Match the word "PlanModel". Return each line of the data below where it appears.

* **SOURCE MATERIAL**:
_____
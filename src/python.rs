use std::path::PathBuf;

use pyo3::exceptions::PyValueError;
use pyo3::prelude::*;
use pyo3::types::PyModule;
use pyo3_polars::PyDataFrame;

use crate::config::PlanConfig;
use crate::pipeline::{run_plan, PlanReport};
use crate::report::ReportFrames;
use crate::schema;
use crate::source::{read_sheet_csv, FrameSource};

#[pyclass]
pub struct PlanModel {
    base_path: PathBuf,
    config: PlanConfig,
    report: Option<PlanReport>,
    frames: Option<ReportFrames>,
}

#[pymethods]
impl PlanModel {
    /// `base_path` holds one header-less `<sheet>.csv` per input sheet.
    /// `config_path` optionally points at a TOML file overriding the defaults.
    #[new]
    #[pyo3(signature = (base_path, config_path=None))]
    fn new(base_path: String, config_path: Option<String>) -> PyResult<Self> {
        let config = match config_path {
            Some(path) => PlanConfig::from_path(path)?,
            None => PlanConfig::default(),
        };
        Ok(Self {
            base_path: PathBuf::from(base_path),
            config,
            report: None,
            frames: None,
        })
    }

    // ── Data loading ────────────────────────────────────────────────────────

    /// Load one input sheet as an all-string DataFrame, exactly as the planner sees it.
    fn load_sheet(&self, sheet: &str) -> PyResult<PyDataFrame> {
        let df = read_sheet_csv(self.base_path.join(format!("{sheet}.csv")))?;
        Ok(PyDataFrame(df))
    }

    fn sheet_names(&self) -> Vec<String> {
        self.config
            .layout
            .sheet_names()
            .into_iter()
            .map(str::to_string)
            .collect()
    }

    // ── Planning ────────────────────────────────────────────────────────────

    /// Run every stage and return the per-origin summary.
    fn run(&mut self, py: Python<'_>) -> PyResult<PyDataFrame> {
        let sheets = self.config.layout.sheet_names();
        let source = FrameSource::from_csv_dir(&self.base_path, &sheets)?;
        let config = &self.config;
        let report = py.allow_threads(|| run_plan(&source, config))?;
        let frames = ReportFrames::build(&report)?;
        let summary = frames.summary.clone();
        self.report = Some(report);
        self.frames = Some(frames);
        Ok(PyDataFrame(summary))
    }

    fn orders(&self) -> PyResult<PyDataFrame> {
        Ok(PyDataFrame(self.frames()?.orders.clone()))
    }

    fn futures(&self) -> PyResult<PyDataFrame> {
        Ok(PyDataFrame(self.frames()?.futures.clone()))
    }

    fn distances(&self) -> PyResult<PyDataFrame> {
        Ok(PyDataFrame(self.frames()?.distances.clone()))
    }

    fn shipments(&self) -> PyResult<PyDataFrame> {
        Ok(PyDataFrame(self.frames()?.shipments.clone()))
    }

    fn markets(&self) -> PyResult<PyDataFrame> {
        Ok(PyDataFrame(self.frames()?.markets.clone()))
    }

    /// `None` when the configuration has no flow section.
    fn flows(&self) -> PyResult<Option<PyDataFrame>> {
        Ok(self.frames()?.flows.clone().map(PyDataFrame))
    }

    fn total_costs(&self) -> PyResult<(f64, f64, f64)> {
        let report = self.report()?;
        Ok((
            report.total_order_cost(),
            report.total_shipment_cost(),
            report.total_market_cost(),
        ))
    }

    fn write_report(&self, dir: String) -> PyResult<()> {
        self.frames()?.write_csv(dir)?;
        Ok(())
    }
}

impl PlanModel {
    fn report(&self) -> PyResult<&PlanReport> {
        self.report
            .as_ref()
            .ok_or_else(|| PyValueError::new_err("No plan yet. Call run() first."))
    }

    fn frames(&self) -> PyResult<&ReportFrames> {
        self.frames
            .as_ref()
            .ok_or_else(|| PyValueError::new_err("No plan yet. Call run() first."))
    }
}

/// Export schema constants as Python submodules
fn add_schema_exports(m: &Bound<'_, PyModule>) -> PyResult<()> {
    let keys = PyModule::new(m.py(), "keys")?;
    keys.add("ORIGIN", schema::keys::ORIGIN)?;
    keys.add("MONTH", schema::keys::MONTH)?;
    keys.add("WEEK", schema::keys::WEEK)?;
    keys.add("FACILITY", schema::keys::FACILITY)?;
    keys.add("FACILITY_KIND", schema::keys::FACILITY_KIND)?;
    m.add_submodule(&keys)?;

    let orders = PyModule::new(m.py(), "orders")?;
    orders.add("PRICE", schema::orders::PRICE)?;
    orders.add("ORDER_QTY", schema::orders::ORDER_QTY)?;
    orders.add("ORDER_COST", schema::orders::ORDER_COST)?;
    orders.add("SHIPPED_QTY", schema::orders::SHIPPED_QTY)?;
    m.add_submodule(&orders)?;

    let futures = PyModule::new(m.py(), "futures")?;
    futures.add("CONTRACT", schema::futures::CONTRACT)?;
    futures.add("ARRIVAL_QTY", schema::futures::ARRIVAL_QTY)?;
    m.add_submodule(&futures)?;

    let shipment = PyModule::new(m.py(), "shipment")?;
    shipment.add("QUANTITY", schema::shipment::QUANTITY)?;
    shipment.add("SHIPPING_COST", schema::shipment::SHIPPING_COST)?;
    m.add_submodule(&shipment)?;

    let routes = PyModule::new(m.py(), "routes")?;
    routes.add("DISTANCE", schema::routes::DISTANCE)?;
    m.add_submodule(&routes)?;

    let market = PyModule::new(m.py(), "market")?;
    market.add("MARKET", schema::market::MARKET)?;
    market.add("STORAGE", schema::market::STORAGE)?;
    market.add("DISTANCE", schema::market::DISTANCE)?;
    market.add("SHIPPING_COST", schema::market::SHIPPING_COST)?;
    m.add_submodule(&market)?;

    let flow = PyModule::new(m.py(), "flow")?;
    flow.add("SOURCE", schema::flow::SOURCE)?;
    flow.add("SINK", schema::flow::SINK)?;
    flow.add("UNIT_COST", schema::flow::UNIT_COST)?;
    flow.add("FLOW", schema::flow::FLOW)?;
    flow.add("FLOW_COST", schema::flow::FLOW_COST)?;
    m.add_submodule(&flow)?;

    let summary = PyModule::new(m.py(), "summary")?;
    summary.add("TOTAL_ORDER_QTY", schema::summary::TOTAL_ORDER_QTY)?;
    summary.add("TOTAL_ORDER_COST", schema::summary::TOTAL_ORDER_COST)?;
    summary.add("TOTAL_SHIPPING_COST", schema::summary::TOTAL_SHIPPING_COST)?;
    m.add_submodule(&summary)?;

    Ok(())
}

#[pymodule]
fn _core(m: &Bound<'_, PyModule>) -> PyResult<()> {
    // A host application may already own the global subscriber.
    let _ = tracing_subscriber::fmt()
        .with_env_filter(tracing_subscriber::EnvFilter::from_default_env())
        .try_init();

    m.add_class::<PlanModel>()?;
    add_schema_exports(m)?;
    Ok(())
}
_____
* **EXERCISE RESULT**:
pub struct PlanModel {
impl PlanModel {
impl PlanModel {
    m.add_class::<PlanModel>()?;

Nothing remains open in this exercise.